Я спросил, слышно ли что-нибудь от Кристины.
– Нет, – коротко ответил он. – Ничего. Полное молчание. Как и обещали.
– А в остальном?
– Тоже ничего.
Я раздумывал, не рассказать ли ему задним числом о моей ночной экскурсии, но он не спросил, и я решил не нагружать его.
– Нам надо продумать меры твоей безопасности, – сказал я.
Он ответил не сразу.
– Что? Какие ещё меры?
– Я подумал, что тебе на некоторое время надо просто залечь на дно. Я буду вести наблюдение за домом и попытаюсь выяснить, насколько они настырны. В худшем случае придётся отправить тебя за границу. У меня есть контакты и для того, и для другого варианта, но вначале я должен ещё проверить эти контакты.

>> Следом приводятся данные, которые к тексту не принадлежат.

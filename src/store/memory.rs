use crate::records::AttendanceRecord;
use crate::store::RecordStore;
use anyhow::{Result, anyhow};
use std::collections::BTreeMap;
use std::sync::Mutex;

/// In-process store, used to exercise the repository without touching disk
#[derive(Debug, Default)]
pub struct MemoryStore {
    entries: Mutex<BTreeMap<String, Vec<AttendanceRecord>>>,
}

impl MemoryStore {
    pub fn new() -> Self {
        Self::default()
    }
}

impl RecordStore for MemoryStore {
    fn keys(&self) -> Result<Vec<String>> {
        let entries = self.entries.lock().map_err(|_| anyhow!("store poisoned"))?;
        Ok(entries.keys().cloned().collect())
    }

    fn load(&self, key: &str) -> Result<Vec<AttendanceRecord>> {
        let entries = self.entries.lock().map_err(|_| anyhow!("store poisoned"))?;
        Ok(entries.get(key).cloned().unwrap_or_default())
    }

    fn transact<R, F>(&self, key: &str, f: F) -> Result<R>
    where
        F: FnOnce(&mut Vec<AttendanceRecord>) -> Result<R>,
    {
        let mut entries = self.entries.lock().map_err(|_| anyhow!("store poisoned"))?;
        let mut records = entries.get(key).cloned().unwrap_or_default();
        let result = f(&mut records)?;
        entries.insert(key.to_string(), records);
        Ok(result)
    }
}
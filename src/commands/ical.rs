use crate::ical;
use crate::records::YearMonth;
use crate::repository::AttendanceRepository;
use crate::store::RecordStore;
use anyhow::{Context, Result};
use std::path::Path;

pub fn export<S: RecordStore>(
    repo: &AttendanceRepository<S>,
    output: &Path,
    month: Option<YearMonth>,
) -> Result<()> {
    let records = repo.list(month)?;
    let closed = records.iter().filter(|r| !r.is_open()).count();

    let ics = ical::to_ics(&records)?;
    std::fs::write(output, ics)
        .with_context(|| format!("Failed to write {}", output.display()))?;

    println!("✓ Exported {} record(s) to {}", closed, output.display());
    if closed < records.len() {
        println!("  Skipped {} open record(s)", records.len() - closed);
    }
    Ok(())
}

/// Parse an .ics file and merge it into the store. Parsing finishes before
/// anything is written, so a malformed file leaves the store untouched.
pub fn import<S: RecordStore>(
    repo: &AttendanceRepository<S>,
    file: &Path,
    dry_run: bool,
) -> Result<()> {
    let content = std::fs::read_to_string(file)
        .with_context(|| format!("Failed to read {}", file.display()))?;
    let imported = ical::from_ics(&content)
        .with_context(|| format!("Could not import {}", file.display()))?;

    if imported.is_empty() {
        println!("No events found in {}", file.display());
        return Ok(());
    }

    if dry_run {
        let plan = repo.plan_import(&imported)?;
        println!(
            "[DRY-RUN] Would import {} record(s): {} replaced, {} added",
            imported.len(),
            plan.replaced,
            plan.appended
        );
        return Ok(());
    }

    let count = imported.len();
    let plan = repo.import(imported)?;
    println!(
        "✓ Imported {} record(s): {} replaced, {} added",
        count, plan.replaced, plan.appended
    );
    Ok(())
}
//! Cross-platform utilities for directory resolution and file operations.
//!
//! Everything the tracker persists (record lists, config, cached Google
//! tokens) lives in one state directory resolved here.

use anyhow::{Context, Result};
use std::fs;
use std::path::{Path, PathBuf};

const APP_DIR: &str = "attendance-tracker";

/// Get the state directory with cross-platform fallback chain.
///
/// Priority order:
/// 1. Explicit override (for testing/CI)
/// 2. Home directory (~/.attendance-tracker)
/// 3. Platform-specific data directory (XDG on Linux, AppData on Windows)
/// 4. Current working directory (last resort)
///
/// Each directory is validated for write access before being selected.
pub fn get_state_dir(override_dir: Option<&PathBuf>) -> Result<PathBuf> {
    if let Some(dir) = override_dir {
        ensure_writable(dir)?;
        return Ok(dir.clone());
    }

    if let Some(home) = home::home_dir() {
        let dir = home.join(format!(".{}", APP_DIR));
        if ensure_writable(&dir).is_ok() {
            return Ok(dir);
        }
        tracing::warn!(dir = %dir.display(), "state directory not writable, trying fallbacks");
    }

    if let Some(data) = dirs::data_local_dir() {
        let dir = data.join(APP_DIR);
        if ensure_writable(&dir).is_ok() {
            return Ok(dir);
        }
    }

    let dir = PathBuf::from(format!(".{}", APP_DIR));
    ensure_writable(&dir).context(
        "Cannot create state directory in any location. \
         Check file permissions or set storage.state_dir_override in config.",
    )?;
    Ok(dir)
}

/// Ensure a directory exists and is writable by the current user.
pub fn ensure_writable(dir: &Path) -> Result<()> {
    fs::create_dir_all(dir)
        .with_context(|| format!("Failed to create directory: {}", dir.display()))?;

    let test_path = dir.join(".write_test");
    fs::write(&test_path, b"test")
        .with_context(|| format!("Directory {} is not writable", dir.display()))?;

    // Ignore errors (file might be held by antivirus on Windows)
    let _ = fs::remove_file(&test_path);

    Ok(())
}

/// Directory holding the record lists, respecting the config override.
pub fn records_dir(state_dir_override: Option<&PathBuf>) -> Result<PathBuf> {
    let dir = get_state_dir(state_dir_override)?.join("records");
    ensure_writable(&dir)?;
    Ok(dir)
}

pub fn token_cache_path(state_dir_override: Option<&PathBuf>) -> Result<PathBuf> {
    Ok(get_state_dir(state_dir_override)?.join("google_tokens.json"))
}
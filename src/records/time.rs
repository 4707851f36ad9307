use crate::error::{AttendanceError, AttendanceResult};
use chrono::{Datelike, NaiveDate, NaiveTime, Timelike};
use std::fmt;
use std::str::FromStr;

/// Date format used by stored records (`2026/10/18`)
pub const RECORD_DATE_FORMAT: &str = "%Y/%m/%d";

/// A validated `HH:MM` or `HH:MM:SS` clock reading.
///
/// Remembers whether seconds were given so that values read from the store
/// are written back in the same shape.
#[derive(Debug, Clone, Copy, PartialEq, Eq, PartialOrd, Ord)]
pub struct TimeOfDay {
    time: NaiveTime,
    with_seconds: bool,
}

impl TimeOfDay {
    pub fn from_naive(time: NaiveTime) -> Self {
        Self {
            time: time.with_nanosecond(0).unwrap_or(time),
            with_seconds: true,
        }
    }

    pub fn naive(&self) -> NaiveTime {
        self.time
    }

    /// Minutes since midnight, seconds contributing fractionally
    pub fn minutes_since_midnight(&self) -> f64 {
        f64::from(self.time.num_seconds_from_midnight()) / 60.0
    }
}

impl FromStr for TimeOfDay {
    type Err = AttendanceError;

    fn from_str(s: &str) -> Result<Self, Self::Err> {
        let s = s.trim();
        let with_seconds = match s.matches(':').count() {
            1 => false,
            2 => true,
            _ => return Err(AttendanceError::InvalidTime(s.to_string())),
        };
        let format = if with_seconds { "%H:%M:%S" } else { "%H:%M" };
        let time = NaiveTime::parse_from_str(s, format)
            .map_err(|_| AttendanceError::InvalidTime(s.to_string()))?;
        Ok(Self { time, with_seconds })
    }
}

impl fmt::Display for TimeOfDay {
    fn fmt(&self, f: &mut fmt::Formatter<'_>) -> fmt::Result {
        if self.with_seconds {
            write!(f, "{}", self.time.format("%H:%M:%S"))
        } else {
            write!(f, "{}", self.time.format("%H:%M"))
        }
    }
}

pub fn parse_record_date(s: &str) -> AttendanceResult<NaiveDate> {
    NaiveDate::parse_from_str(s.trim(), RECORD_DATE_FORMAT)
        .map_err(|_| AttendanceError::InvalidDate(s.to_string()))
}

pub fn format_record_date(date: NaiveDate) -> String {
    date.format(RECORD_DATE_FORMAT).to_string()
}

/// Calendar month used for monthly views and month-scoped storage keys
#[derive(Debug, Clone, Copy, PartialEq, Eq, PartialOrd, Ord, Hash)]
pub struct YearMonth {
    pub year: i32,
    pub month: u32,
}

impl YearMonth {
    pub fn of(date: NaiveDate) -> Self {
        Self {
            year: date.year(),
            month: date.month(),
        }
    }

    pub fn contains(&self, date: NaiveDate) -> bool {
        date.year() == self.year && date.month() == self.month
    }

    pub fn previous(&self) -> Self {
        if self.month == 1 {
            Self {
                year: self.year - 1,
                month: 12,
            }
        } else {
            Self {
                year: self.year,
                month: self.month - 1,
            }
        }
    }
}

impl FromStr for YearMonth {
    type Err = AttendanceError;

    fn from_str(s: &str) -> Result<Self, Self::Err> {
        let invalid = || AttendanceError::InvalidMonth(s.to_string());
        let (year, month) = s.trim().split_once(['-', '/']).ok_or_else(invalid)?;
        let year: i32 = year.parse().map_err(|_| invalid())?;
        let month: u32 = month.parse().map_err(|_| invalid())?;
        if !(1..=12).contains(&month) {
            return Err(invalid());
        }
        Ok(Self { year, month })
    }
}

impl fmt::Display for YearMonth {
    fn fmt(&self, f: &mut fmt::Formatter<'_>) -> fmt::Result {
        write!(f, "{:04}-{:02}", self.year, self.month)
    }
}
use crate::records::AttendanceRecord;

/// Merge imported records into an existing list, keyed on `id`.
///
/// An imported record replaces the existing record with the same id in place;
/// records with unknown ids are appended in import order. The imported
/// version always wins, field for field.
pub fn merge(
    existing: Vec<AttendanceRecord>,
    imported: impl IntoIterator<Item = AttendanceRecord>,
) -> Vec<AttendanceRecord> {
    let mut merged = existing;
    for record in imported {
        match merged.iter().position(|r| r.id == record.id) {
            Some(idx) => merged[idx] = record,
            None => merged.push(record),
        }
    }
    merged
}

/// How a merge would treat an import, without applying it
#[derive(Debug, Default, Clone, Copy, PartialEq, Eq)]
pub struct MergePlan {
    pub replaced: usize,
    pub appended: usize,
}

pub fn plan_merge(existing: &[AttendanceRecord], imported: &[AttendanceRecord]) -> MergePlan {
    let mut seen: Vec<&str> = existing.iter().map(|r| r.id.as_str()).collect();
    let mut plan = MergePlan::default();
    for record in imported {
        if seen.contains(&record.id.as_str()) {
            plan.replaced += 1;
        } else {
            plan.appended += 1;
            seen.push(record.id.as_str());
        }
    }
    plan
}
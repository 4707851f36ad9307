pub mod clock;
pub mod config;
pub mod ical;
pub mod oauth;
pub mod records;
pub mod remote;
pub mod sync;

use crate::config::Config;
use crate::platform;
use crate::repository::AttendanceRepository;
use crate::store::FileStore;
use anyhow::Result;

/// Repository over the JSON files in the state directory
pub fn local_repository(config: &Config) -> Result<AttendanceRepository<FileStore>> {
    let dir = platform::records_dir(config.storage.state_dir_override.as_ref())?;
    Ok(AttendanceRepository::new(
        FileStore::new(dir),
        config.storage.scope,
    ))
}
use crate::OutputFormat;
use crate::repository::AttendanceRepository;
use crate::store::RecordStore;
use crate::utils::format::format_hours;
use anyhow::Result;
use chrono::NaiveDateTime;
use serde_json::json;

pub fn clock_in<S: RecordStore>(
    repo: &AttendanceRepository<S>,
    title: &str,
    now: NaiveDateTime,
) -> Result<()> {
    let record = repo.clock_in(title, now)?;
    println!(
        "✓ Clocked in at {} on {}: {}",
        record.clock_in_time, record.date, record.title
    );
    println!("  Record: {}", record.id);
    Ok(())
}

pub fn clock_out<S: RecordStore>(repo: &AttendanceRepository<S>, now: NaiveDateTime) -> Result<()> {
    let record = repo.clock_out(now)?;
    println!(
        "✓ Clocked out at {} ({} worked on '{}')",
        record.clock_out_time.as_deref().unwrap_or_default(),
        format_hours(record.working_hours),
        record.title
    );
    Ok(())
}

/// Show the open record, if any, with hours elapsed so far
pub fn status<S: RecordStore>(
    repo: &AttendanceRepository<S>,
    now: NaiveDateTime,
    format: OutputFormat,
) -> Result<()> {
    let open = repo.open_record()?;

    let elapsed = match &open {
        Some(record) => {
            let started = record.naive_date()?.and_time(record.clock_in()?.naive());
            Some((now - started).num_seconds().max(0) as f64 / 3600.0)
        }
        None => None,
    };

    match format {
        OutputFormat::Json => {
            let value = json!({ "open": open, "elapsedHours": elapsed });
            println!("{}", serde_json::to_string_pretty(&value)?);
        }
        OutputFormat::Text => match (open, elapsed) {
            (Some(record), Some(hours)) => {
                println!("Clocked in: {}", record.title);
                println!("  Since:   {} {}", record.date, record.clock_in_time);
                println!("  Elapsed: {}", format_hours(hours));
                println!("  Record:  {}", record.id);
            }
            _ => println!("Not clocked in."),
        },
    }

    Ok(())
}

– Забудь об этом, – фыркнул он. – Я никуда не поеду.
Ого! Что это с ним?
– Как только закончатся нобелевские торжества, на тебя откроется сезон охоты, – сказал я. – Это тебе ясно?
– Ну и что. Мне плевать.
Он явно дошёл до ручки. Я выглянул из окна, в серое утро понедельника под пергаментным небом, и у меня возникло желание дать моему не очень любимому зятю надежду, даже если я сам её не имею.
– Ещё не всё потеряно, – сказал я и объявил ему, что нашёл Димитрия и что он занят тем, что пытается расшифровать дискету. – Наверное, у Хунгербюля были основания так зашифровать этот файл. И хранить дискету в сейфе.
Я слушал, как некоторое время дышал Ганс-Улоф.
– Кто такой Димитрий? – спросил он.
Я расписал ему Димитрия Курякова в самых ярких красках. Компьютерный хакер божьей милостью, человек с волшебными руками и выдающимся интеллектом русского математика, который способен поставить на колени любую компьютерную систему. Разве не знак качества то, что полиции России, США и ещё полудюжины стран разыскивают его? Более того, даже отдел шведской полиции по делам иностранцев, которую не сдвинешь с места, и то разыскивает его и даже хочет выдать России.